Background: Immune responses to influenza vaccination can be weaker in older adults than in other age groups. We hypothesized that antibody responses would be particularly weak among repeat vaccinees when the current and prior season vaccine components are the same.
Methods: An observational study was conducted among 827 older adults (aged ≥75 years) in Hong Kong. Serum samples were collected immediately before and 1 month after receipt of the 2015-2016 quadrivalent inactivated influenza vaccine. We measured antibody titers with the hemagglutination inhibition assay and compared the mean fold rise from prevaccination to postvaccination titers and the proportions with postvaccination titers ≥40 or ≥160.

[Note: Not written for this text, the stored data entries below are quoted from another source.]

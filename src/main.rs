// Copyright 2020 Xavier Gillard
//
// Permission is hereby granted, free of charge, to any person obtaining a copy of
// this software and associated documentation files (the "Software"), to deal in
// the Software without restriction, including without limitation the rights to
// use, copy, modify, merge, publish, distribute, sublicense, and/or sell copies of
// the Software, and to permit persons to whom the Software is furnished to do so,
// subject to the following conditions:
//
// The above copyright notice and this permission notice shall be included in all
// copies or substantial portions of the Software.
//
// THE SOFTWARE IS PROVIDED "AS IS", WITHOUT WARRANTY OF ANY KIND, EXPRESS OR
// IMPLIED, INCLUDING BUT NOT LIMITED TO THE WARRANTIES OF MERCHANTABILITY, FITNESS
// FOR A PARTICULAR PURPOSE AND NONINFRINGEMENT. IN NO EVENT SHALL THE AUTHORS OR
// COPYRIGHT HOLDERS BE LIABLE FOR ANY CLAIM, DAMAGES OR OTHER LIABILITY, WHETHER
// IN AN ACTION OF CONTRACT, TORT OR OTHERWISE, ARISING FROM, OUT OF OR IN
// CONNECTION WITH THE SOFTWARE OR THE USE OR OTHER DEALINGS IN THE SOFTWARE.

//! The command line front end of the solver: load an instance file, solve
//! it, print the outcome. Exits with a non-zero status on io/parse errors
//! or on a fatal lp backend failure; an infeasible instance is a completed
//! solve and exits with 0.

use clap::Parser;

use cflbb::{read_instance, solve, write_sample_instance, Error, SolverConfigBuilder};

/// This structure uses `clap-derive` annotations and defines the arguments
/// that can be passed on to the executable solver.
#[derive(Parser, Debug)]
#[command(author, version, about, long_about = None)]
struct Args {
    /// The path to the instance file
    #[clap(required_unless_present = "write_sample")]
    fname: Option<String>,
    /// The maximum number of nodes dequeued before the search gives up
    #[clap(short, long, default_value = "10000")]
    iterations: usize,
    /// The numerical tolerance used by every bound comparison
    #[clap(short, long, default_value = "1e-6")]
    tolerance: f64,
    /// Print a summary of the instance before solving it
    #[clap(long)]
    show_instance: bool,
    /// Write a small sample instance file to the given path and exit
    #[clap(long)]
    write_sample: Option<String>,
}

fn run(args: Args) -> Result<(), Error> {
    if let Some(path) = &args.write_sample {
        write_sample_instance(path)?;
        println!("Sample instance written to {path}");
        return Ok(());
    }

    // clap guarantees the file name is present when no sample was requested
    let fname = args.fname.as_deref().unwrap_or_default();
    let instance = read_instance(fname)?;
    if args.show_instance {
        println!("{instance}");
    }

    let config = SolverConfigBuilder::default()
        .max_iterations(args.iterations)
        .tolerance(args.tolerance)
        .build()
        .expect("the configuration defaults are complete");
    let report = solve(&instance, &config)?;

    let open = report
        .activations
        .iter()
        .enumerate()
        .filter(|(_, &open)| open)
        .map(|(j, _)| j)
        .collect::<Vec<_>>();

    println!("Duration:   {:.3} seconds", report.wall_time.as_secs_f32());
    if report.feasible {
        println!("Objective:  {:.2}", report.best_value);
    } else {
        println!("Objective:  none (no feasible solution found)");
    }
    println!("Lower Bnd:  {}", report.lower_bound);
    println!("Iterations: {}", report.iterations);
    println!("Feasible:   {}", report.feasible);
    println!("Solution:   {open:?}");
    Ok(())
}

/// This is your executable's entry point. It is the place where all the
/// pieces are put together to create an effective solver for the
/// capacitated facility location problem.
fn main() {
    env_logger::init();
    let args = Args::parse();
    if let Err(error) = run(args) {
        eprintln!("Error: {error}");
        std::process::exit(1);
    }
}
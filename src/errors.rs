// Copyright 2020 Xavier Gillard
//
// Permission is hereby granted, free of charge, to any person obtaining a copy of
// this software and associated documentation files (the "Software"), to deal in
// the Software without restriction, including without limitation the rights to
// use, copy, modify, merge, publish, distribute, sublicense, and/or sell copies of
// the Software, and to permit persons to whom the Software is furnished to do so,
// subject to the following conditions:
//
// The above copyright notice and this permission notice shall be included in all
// copies or substantial portions of the Software.
//
// THE SOFTWARE IS PROVIDED "AS IS", WITHOUT WARRANTY OF ANY KIND, EXPRESS OR
// IMPLIED, INCLUDING BUT NOT LIMITED TO THE WARRANTIES OF MERCHANTABILITY, FITNESS
// FOR A PARTICULAR PURPOSE AND NONINFRINGEMENT. IN NO EVENT SHALL THE AUTHORS OR
// COPYRIGHT HOLDERS BE LIABLE FOR ANY CLAIM, DAMAGES OR OTHER LIABILITY, WHETHER
// IN AN ACTION OF CONTRACT, TORT OR OTHERWISE, ARISING FROM, OUT OF OR IN
// CONNECTION WITH THE SOFTWARE OR THE USE OR OTHER DEALINGS IN THE SOFTWARE.

//! This module groups the kinds of errors that might occur when loading an
//! instance from file or while solving it. Note that neither exhausting the
//! iteration budget nor an infeasible root relaxation is an error: both
//! produce an ordinary [`SolveReport`](crate::SolveReport).

/// This enumeration groups the error conditions of the solver. There can be
/// io errors (file unavailable ?), instance errors (the file does not encode
/// a well formed facility location problem), or lp backend failures (which
/// are always fatal to the current solve: an *infeasible* relaxation is an
/// expected outcome and is not reported through this type).
#[derive(Debug, thiserror::Error)]
pub enum Error {
    /// There was an io related error
    #[error("io error {0}")]
    Io(#[from] std::io::Error),
    /// The file or the supplied vectors do not describe a well formed
    /// instance (malformed field, dimension mismatch, negative value)
    #[error("invalid instance: {0}")]
    InvalidInstance(String),
    /// The lp backend failed or returned a status that cannot occur with a
    /// well posed relaxation (e.g. unbounded)
    #[error("lp solver error: {0}")]
    LpSolver(String),
}
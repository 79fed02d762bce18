// Copyright 2020 Xavier Gillard
//
// Permission is hereby granted, free of charge, to any person obtaining a copy of
// this software and associated documentation files (the "Software"), to deal in
// the Software without restriction, including without limitation the rights to
// use, copy, modify, merge, publish, distribute, sublicense, and/or sell copies of
// the Software, and to permit persons to whom the Software is furnished to do so,
// subject to the following conditions:
//
// The above copyright notice and this permission notice shall be included in all
// copies or substantial portions of the Software.
//
// THE SOFTWARE IS PROVIDED "AS IS", WITHOUT WARRANTY OF ANY KIND, EXPRESS OR
// IMPLIED, INCLUDING BUT NOT LIMITED TO THE WARRANTIES OF MERCHANTABILITY, FITNESS
// FOR A PARTICULAR PURPOSE AND NONINFRINGEMENT. IN NO EVENT SHALL THE AUTHORS OR
// COPYRIGHT HOLDERS BE LIABLE FOR ANY CLAIM, DAMAGES OR OTHER LIABILITY, WHETHER
// IN AN ACTION OF CONTRACT, TORT OR OTHERWISE, ARISING FROM, OUT OF OR IN
// CONNECTION WITH THE SOFTWARE OR THE USE OR OTHER DEALINGS IN THE SOFTWARE.

//! This module defines the most basic data types that are used throughout all
//! the code of the solver. These are also the types a client library is most
//! likely to work with.

use std::time::Duration;

// ----------------------------------------------------------------------------
// --- SOURCE -----------------------------------------------------------------
// ----------------------------------------------------------------------------
/// This type denotes one production source (facility) from the problem at
/// hand. Each source is identified with an integer ranging from 0 until
/// `instance.num_sources()`.
#[derive(Copy, Clone, Debug, Eq, PartialEq, Hash, Ord, PartialOrd)]
pub struct Source(pub usize);
impl Source {
    #[inline]
    /// This function returns the id (numeric value) of the source.
    ///
    /// # Examples:
    /// ```
    /// # use cflbb::Source;
    /// assert_eq!(0, Source(0).id());
    /// assert_eq!(1, Source(1).id());
    /// assert_eq!(2, Source(2).id());
    /// ```
    pub fn id(self) -> usize {
        self.0
    }
}

// ----------------------------------------------------------------------------
// --- DECISION ---------------------------------------------------------------
// ----------------------------------------------------------------------------
/// This denotes a branching decision that was made during the search. It pins
/// the activation of the given `source` either closed (`open == false`) or
/// open (`open == true`) in the subtree it creates.
#[derive(Copy, Clone, Debug, Eq, PartialEq, Ord, PartialOrd)]
pub struct Decision {
    pub source: Source,
    pub open: bool,
}

// ----------------------------------------------------------------------------
// --- INCUMBENT --------------------------------------------------------------
// ----------------------------------------------------------------------------
/// The best integer-feasible solution known so far. Its `value` is the exact
/// cost of serving every client with the `activations` it records, and it is
/// a valid upper bound on the optimum. As long as no integer solution has
/// been found, the `value` is `f64::INFINITY` and `activations` is empty.
///
/// The incumbent only ever improves: the engine never replaces it with a
/// worse one.
#[derive(Debug, Clone, PartialEq)]
pub struct Incumbent {
    /// The exact cost of the recorded activation vector
    pub value: f64,
    /// Which sources are open in the solution (one flag per source)
    pub activations: Vec<bool>,
}
impl Incumbent {
    /// Creates the initial, empty incumbent (no known solution).
    pub fn none() -> Self {
        Incumbent {
            value: f64::INFINITY,
            activations: vec![],
        }
    }
    /// True iff an actual solution has been recorded.
    pub fn is_feasible(&self) -> bool {
        self.value.is_finite()
    }
}
impl Default for Incumbent {
    fn default() -> Self {
        Self::none()
    }
}

// ----------------------------------------------------------------------------
// --- RESULTS ----------------------------------------------------------------
// ----------------------------------------------------------------------------
/// The outcome of one complete solve. Two cases are to be distinguished:
///
/// * When the `feasible` flag is true, `best_value` is the cost of the best
///   integer solution that was found and `activations` tells which sources
///   to open. If additionally `iterations` is less than the configured
///   budget, that solution is optimal within the configured tolerance.
/// * When the `feasible` flag is false, no integer solution is known:
///   `best_value` is `f64::INFINITY` and `activations` is empty.
///
/// Exhausting the iteration budget is not an error: the caller detects a
/// possibly non-optimal outcome by observing that `iterations` reached the
/// budget while `best_value - lower_bound` exceeds the tolerance.
#[derive(Debug, Clone, PartialEq)]
pub struct SolveReport {
    /// Is an integer solution known at all?
    pub feasible: bool,
    /// Cost of the best known integer solution (+inf when none)
    pub best_value: f64,
    /// The activation of each source in the best known solution
    pub activations: Vec<bool>,
    /// How many nodes were dequeued during the search
    pub iterations: usize,
    /// The best lower bound proved over the remaining frontier (+inf once
    /// the frontier has been exhausted)
    pub lower_bound: f64,
    /// Time spent searching
    pub wall_time: Duration,
}

// ############################################################################
// #### TESTS #################################################################
// ############################################################################
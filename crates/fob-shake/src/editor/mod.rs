//! Syntax editing contract.
//!
//! The shaking core never touches an AST directly. It asks a [`SyntaxTree`] for a
//! [`ModuleOutline`] (what the module exports, imports and which top-level bindings are still
//! referenced), decides on an [`EditPlan`] and hands the plan back to the tree.
//!
//! Everything in an outline is addressed by *original* indices: statement indices into the
//! program body, declarator indices inside a variable declaration and specifier indices inside
//! an export or import list. A plan built from one outline stays valid regardless of the order
//! in which its removals are applied.

mod oxc;
mod visitor;

use std::collections::{BTreeMap, BTreeSet};
use std::fmt;

pub use oxc::{ModuleFacts, OxcTree};

use crate::error::EditError;

/// A module's owned syntax tree.
pub trait SyntaxTree: Send + Sync + fmt::Debug {
    /// Current serialized form of the tree.
    fn source(&self) -> &str;

    /// Enumerate exports, imports and top-level bindings of the current tree.
    fn outline(&self) -> Result<ModuleOutline, EditError>;

    /// Remove everything the plan names. On error the tree is left unchanged.
    fn apply(&mut self, plan: &EditPlan) -> Result<(), EditError>;
}

/// Byte range of a syntax node in the current source.
#[derive(Debug, Clone, Copy, PartialEq, Eq, Hash, Default)]
pub struct TextRange {
    pub start: u32,
    pub end: u32,
}

impl TextRange {
    pub fn new(start: u32, end: u32) -> Self {
        Self { start, end }
    }

    pub fn contains(&self, offset: u32) -> bool {
        self.start <= offset && offset < self.end
    }
}

/// Classification of a module's top level.
#[derive(Debug, Clone, Default, PartialEq, Eq)]
pub struct ModuleOutline {
    /// Range of every top-level statement, indexed by statement index.
    pub statements: Vec<TextRange>,
    /// Export statements in source order.
    pub exports: Vec<ExportStatement>,
    /// Import declarations in source order.
    pub imports: Vec<ImportDeclarationInfo>,
    /// Top-level bindings. Referenced by index from exports and specifiers.
    pub bindings: Vec<BindingInfo>,
}

impl ModuleOutline {
    pub fn binding(&self, index: usize) -> Option<&BindingInfo> {
        self.bindings.get(index)
    }

    pub fn binding_named(&self, name: &str) -> Option<usize> {
        self.bindings.iter().position(|binding| binding.name == name)
    }

    /// The import declaration at `statement`, if there is one.
    pub fn import_at(&self, statement: usize) -> Option<&ImportDeclarationInfo> {
        self.imports.iter().find(|import| import.statement == statement)
    }
}

#[derive(Debug, Clone, PartialEq, Eq)]
pub struct ExportStatement {
    pub statement: usize,
    pub kind: ExportDeclKind,
}

/// The shapes of export statement the pruner distinguishes.
#[derive(Debug, Clone, PartialEq, Eq)]
pub enum ExportDeclKind {
    /// `export class A {}`
    Class { binding: usize },
    /// `export function a() {}`
    Function { binding: usize },
    /// `export const a = 1, b = 2`. Declarators binding a pattern carry no binding and are
    /// never removed.
    Variable { declarators: Vec<DeclaratorInfo> },
    /// `export { a, b as c }` or `export { a } from 'x'`
    Specifiers {
        source: Option<String>,
        specifiers: Vec<SpecifierInfo>,
    },
    /// `export default <expr>`. `binding` is set for named default functions and classes.
    DefaultExpr { binding: Option<usize> },
    /// `export * from 'x'` or `export * as ns from 'x'`
    ForwardAll {
        source: String,
        alias: Option<String>,
    },
}

#[derive(Debug, Clone, PartialEq, Eq)]
pub struct DeclaratorInfo {
    pub binding: Option<usize>,
    pub range: TextRange,
}

#[derive(Debug, Clone, PartialEq, Eq)]
pub struct SpecifierInfo {
    /// Local (or imported, for sourced lists) name.
    pub local: String,
    /// Name the module exports.
    pub exported: String,
    /// Resolved top-level binding for local lists.
    pub binding: Option<usize>,
}

#[derive(Debug, Clone, PartialEq, Eq)]
pub struct ImportDeclarationInfo {
    pub statement: usize,
    pub source: String,
    pub specifiers: Vec<ImportSpecifierInfo>,
}

#[derive(Debug, Clone, PartialEq, Eq)]
pub struct ImportSpecifierInfo {
    pub local: String,
    pub imported: Imported,
}

/// What an import specifier pulls from its source.
#[derive(Debug, Clone, PartialEq, Eq)]
pub enum Imported {
    Default,
    Namespace,
    Named(String),
}

/// A top-level binding and where it is still used.
#[derive(Debug, Clone, PartialEq, Eq)]
pub struct BindingInfo {
    pub name: String,
    pub origin: Origin,
    /// Range of the declaring statement or declarator, if the binding has one.
    pub declaration: Option<TextRange>,
    /// Offsets of resolved references outside the binding's own declaration. References
    /// that are export specifiers are tracked in `export_sites` instead.
    pub references: Vec<u32>,
    /// Local export specifiers naming this binding.
    pub export_sites: Vec<SpecifierSite>,
}

#[derive(Debug, Clone, Copy, PartialEq, Eq, PartialOrd, Ord)]
pub struct SpecifierSite {
    pub statement: usize,
    pub specifier: usize,
}

#[derive(Debug, Clone, PartialEq, Eq)]
pub enum Origin {
    /// Introduced by an import specifier.
    Import { statement: usize, specifier: usize },
    /// Introduced by a removable declaration.
    Declaration(DeclarationSite),
    /// Anything else (destructuring, TypeScript enums, ...). Never removed.
    Other,
}

#[derive(Debug, Clone, Copy, PartialEq, Eq)]
pub enum DeclarationSite {
    /// Function or class declaration occupying a whole statement.
    Statement { statement: usize },
    /// One declarator of a variable declaration statement.
    Declarator {
        statement: usize,
        index: usize,
        total: usize,
    },
}

/// Removals to apply to one tree.
#[derive(Debug, Clone, Default, PartialEq, Eq)]
pub struct EditPlan {
    statements: BTreeSet<usize>,
    declarators: BTreeMap<usize, BTreeSet<usize>>,
    export_specifiers: BTreeMap<usize, BTreeSet<usize>>,
    import_specifiers: BTreeMap<usize, BTreeSet<usize>>,
}

impl EditPlan {
    pub fn new() -> Self {
        Self::default()
    }

    pub fn is_empty(&self) -> bool {
        self.statements.is_empty()
            && self.declarators.is_empty()
            && self.export_specifiers.is_empty()
            && self.import_specifiers.is_empty()
    }

    /// Remove a whole statement. Returns false if it was already removed.
    pub fn remove_statement(&mut self, statement: usize) -> bool {
        self.statements.insert(statement)
    }

    /// Remove one declarator out of `total`. Returns true when the declaration became empty,
    /// in which case the statement itself is removed.
    pub fn remove_declarator(&mut self, statement: usize, index: usize, total: usize) -> bool {
        remove_child(
            &mut self.statements,
            &mut self.declarators,
            statement,
            index,
            total,
        )
    }

    /// Remove one export specifier out of `total`. Returns true when the list became empty.
    pub fn remove_export_specifier(
        &mut self,
        statement: usize,
        specifier: usize,
        total: usize,
    ) -> bool {
        remove_child(
            &mut self.statements,
            &mut self.export_specifiers,
            statement,
            specifier,
            total,
        )
    }

    /// Remove one import specifier out of `total`. Returns true when the declaration became
    /// empty.
    pub fn remove_import_specifier(
        &mut self,
        statement: usize,
        specifier: usize,
        total: usize,
    ) -> bool {
        remove_child(
            &mut self.statements,
            &mut self.import_specifiers,
            statement,
            specifier,
            total,
        )
    }

    pub fn is_statement_removed(&self, statement: usize) -> bool {
        self.statements.contains(&statement)
    }

    pub fn is_declarator_removed(&self, statement: usize, index: usize) -> bool {
        self.is_statement_removed(statement) || contains(&self.declarators, statement, index)
    }

    pub fn is_export_specifier_removed(&self, site: SpecifierSite) -> bool {
        self.is_statement_removed(site.statement)
            || contains(&self.export_specifiers, site.statement, site.specifier)
    }

    pub fn is_import_specifier_removed(&self, statement: usize, specifier: usize) -> bool {
        self.is_statement_removed(statement)
            || contains(&self.import_specifiers, statement, specifier)
    }

    /// Whether `site` is gone, whichever way it was declared.
    pub fn is_declaration_removed(&self, site: DeclarationSite) -> bool {
        match site {
            DeclarationSite::Statement { statement } => self.is_statement_removed(statement),
            DeclarationSite::Declarator {
                statement, index, ..
            } => self.is_declarator_removed(statement, index),
        }
    }

    pub fn statements(&self) -> impl Iterator<Item = usize> + '_ {
        self.statements.iter().copied()
    }

    /// Declarator removals inside statements that are kept.
    pub fn declarators(&self) -> impl Iterator<Item = (usize, &BTreeSet<usize>)> + '_ {
        self.partial(&self.declarators)
    }

    pub fn export_specifiers(&self) -> impl Iterator<Item = (usize, &BTreeSet<usize>)> + '_ {
        self.partial(&self.export_specifiers)
    }

    pub fn import_specifiers(&self) -> impl Iterator<Item = (usize, &BTreeSet<usize>)> + '_ {
        self.partial(&self.import_specifiers)
    }

    /// Number of individual removals, for reporting.
    pub fn len(&self) -> usize {
        self.statements.len()
            + self.declarators().map(|(_, set)| set.len()).sum::<usize>()
            + self.export_specifiers().map(|(_, set)| set.len()).sum::<usize>()
            + self.import_specifiers().map(|(_, set)| set.len()).sum::<usize>()
    }

    fn partial<'a>(
        &'a self,
        map: &'a BTreeMap<usize, BTreeSet<usize>>,
    ) -> impl Iterator<Item = (usize, &'a BTreeSet<usize>)> + 'a {
        map.iter()
            .filter(|(statement, _)| !self.statements.contains(statement))
            .map(|(statement, set)| (*statement, set))
    }
}

fn remove_child(
    statements: &mut BTreeSet<usize>,
    children: &mut BTreeMap<usize, BTreeSet<usize>>,
    statement: usize,
    index: usize,
    total: usize,
) -> bool {
    let removed = children.entry(statement).or_default();
    removed.insert(index);
    if removed.len() >= total {
        statements.insert(statement);
        true
    } else {
        false
    }
}

fn contains(map: &BTreeMap<usize, BTreeSet<usize>>, statement: usize, index: usize) -> bool {
    map.get(&statement).is_some_and(|set| set.contains(&index))
}

#[cfg(test)]
mod tests {
    use super::*;

    #[test]
    fn removing_every_child_removes_the_statement() {
        let mut plan = EditPlan::new();
        assert!(!plan.remove_export_specifier(3, 0, 2));
        assert!(!plan.is_statement_removed(3));
        assert!(plan.remove_export_specifier(3, 1, 2));
        assert!(plan.is_statement_removed(3));

        // Children of removed statements are not reported separately.
        assert_eq!(plan.export_specifiers().count(), 0);
        assert_eq!(plan.len(), 1);
    }

    #[test]
    fn removal_queries_see_through_statement_removal() {
        let mut plan = EditPlan::new();
        plan.remove_statement(1);
        assert!(plan.is_declarator_removed(1, 4));
        assert!(plan.is_import_specifier_removed(1, 0));
        assert!(plan.is_export_specifier_removed(SpecifierSite {
            statement: 1,
            specifier: 7
        }));
        assert!(!plan.is_declarator_removed(2, 0));
    }

    #[test]
    fn partial_removals_are_listed_per_statement() {
        let mut plan = EditPlan::new();
        plan.remove_declarator(0, 2, 3);
        plan.remove_import_specifier(4, 0, 2);
        let declarators: Vec<_> = plan.declarators().collect();
        assert_eq!(declarators.len(), 1);
        assert_eq!(declarators[0].0, 0);
        assert!(declarators[0].1.contains(&2));
        assert_eq!(plan.len(), 2);
        assert!(!plan.is_empty());
    }

    #[test]
    fn ranges_are_half_open() {
        let range = TextRange::new(4, 8);
        assert!(range.contains(4));
        assert!(range.contains(7));
        assert!(!range.contains(8));
    }
}
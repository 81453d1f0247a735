//! Traversal orders and reachability queries over ModuleGraph.

use indexmap::IndexSet;
use rustc_hash::{FxBuildHasher, FxHashSet};

use super::ModuleGraph;
use crate::module_id::ModuleId;

impl ModuleGraph {
    /// Importers-first visiting order.
    ///
    /// Reverse post-order of a depth-first walk from the entry points, followed by every module
    /// the walk did not reach, in insertion order. Outside of cycles a module comes after every
    /// module that imports it.
    pub fn propagation_order(&self) -> Vec<ModuleId> {
        let mut visited = vec![false; self.modules.len()];
        let mut postorder = Vec::with_capacity(self.modules.len());

        for entry in &self.entry_points {
            let Some(start) = self.modules.get_index_of(entry) else {
                continue;
            };
            if visited[start] {
                continue;
            }
            visited[start] = true;

            // (module index, next dependency index)
            let mut stack = vec![(start, 0usize)];
            while let Some(&(node, next)) = stack.last() {
                let Some((_, dependency)) = self.modules[node].dependencies().get_index(next)
                else {
                    postorder.push(node);
                    stack.pop();
                    continue;
                };
                if let Some(top) = stack.last_mut() {
                    top.1 += 1;
                }
                if let Some(child) = self.modules.get_index_of(&dependency.target) {
                    if !visited[child] {
                        visited[child] = true;
                        stack.push((child, 0));
                    }
                }
            }
        }

        let unreached = visited
            .iter()
            .enumerate()
            .filter(|(_, seen)| !**seen)
            .map(|(index, _)| index);

        postorder
            .into_iter()
            .rev()
            .chain(unreached)
            .map(|index| self.modules[index].id.clone())
            .collect()
    }

    /// Names `id` can hand out: its own declarations plus everything reachable through its
    /// unaliased `export *` edges, however many hops away. `default` never travels through
    /// `export *`. Cycles and missing targets are tolerated.
    pub fn exported_names(&self, id: &ModuleId) -> Vec<String> {
        let mut names: IndexSet<String, FxBuildHasher> = IndexSet::default();
        let mut visited: FxHashSet<&ModuleId> = FxHashSet::default();
        let mut stack = vec![id];

        while let Some(current) = stack.pop() {
            if !visited.insert(current) {
                continue;
            }
            let Some(module) = self.modules.get(current) else {
                continue;
            };
            names.extend(module.local_exports().iter().cloned());
            stack.extend(
                module
                    .dependencies()
                    .values()
                    .filter(|dependency| dependency.usage.all > 0)
                    .map(|dependency| &dependency.target),
            );
        }

        names.into_iter().collect()
    }
}

#[cfg(test)]
mod tests {
    use super::*;
    use crate::editor::OxcTree;
    use crate::export_table::ImportUsage;
    use crate::module::{Dependency, Module, ModuleBuilder};

    fn id(name: &str) -> ModuleId {
        ModuleId::new_virtual(name)
    }

    fn module(name: &str) -> ModuleBuilder {
        Module::builder(id(name), OxcTree::new(format!("{name}.js"), ""))
    }

    fn star(to: &str) -> Dependency {
        Dependency::new(id(to), ImportUsage::new().with_all(1))
    }

    #[test]
    fn importers_come_before_their_dependencies() {
        let mut graph = ModuleGraph::new();
        graph
            .add_module(module("main").entry(true).dependency("./a", star("a")).build())
            .unwrap();
        graph
            .add_module(module("b").local_exports(["x"]).build())
            .unwrap();
        graph
            .add_module(module("a").dependency("./b", star("b")).build())
            .unwrap();
        graph.add_module(module("orphan").build()).unwrap();

        assert_eq!(
            graph.propagation_order(),
            vec![id("main"), id("a"), id("b"), id("orphan")]
        );
    }

    #[test]
    fn exported_names_follow_export_star_chains() {
        let mut graph = ModuleGraph::new();
        graph
            .add_module(
                module("a")
                    .local_exports(["own"])
                    .dependency("./b", star("b"))
                    .dependency(
                        "./ns",
                        Dependency::new(id("ns"), ImportUsage::new().with_namespace(1)),
                    )
                    .build(),
            )
            .unwrap();
        graph
            .add_module(module("b").dependency("./c", star("c")).build())
            .unwrap();
        graph
            .add_module(module("c").local_exports(["x", "default"]).build())
            .unwrap();
        graph
            .add_module(module("ns").local_exports(["hidden"]).build())
            .unwrap();

        let mut names = graph.exported_names(&id("a"));
        names.sort();
        assert_eq!(names, vec!["own".to_string(), "x".to_string()]);
    }

    #[test]
    fn exported_names_survive_cycles_and_missing_targets() {
        let mut graph = ModuleGraph::new();
        graph
            .add_module(
                module("a")
                    .local_exports(["x"])
                    .dependency("./b", star("b"))
                    .dependency("./gone", star("gone"))
                    .build(),
            )
            .unwrap();
        graph
            .add_module(
                module("b")
                    .local_exports(["y"])
                    .dependency("./a", star("a"))
                    .build(),
            )
            .unwrap();

        let mut names = graph.exported_names(&id("b"));
        names.sort();
        assert_eq!(names, vec!["x".to_string(), "y".to_string()]);
    }
}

Results: Participants who reported receipt of vaccination during either of the previous 2 years had a lower mean fold rise against all strains than with those who did not. Mean fold rises for A(H3N2) and B/Yamagata were particularly weak after repeated vaccination with the same vaccine strain, but we did not generally find significant differences in the proportions of participants with postvaccination titers ≥40 and ≥160.
Conclusions: Overall, we found that reduced antibody responses in repeat vaccinees were particularly reduced among older adults who had received vaccination against the same strains in preceding years.
Keywords: immune response; influenza vaccine; repeated vaccination.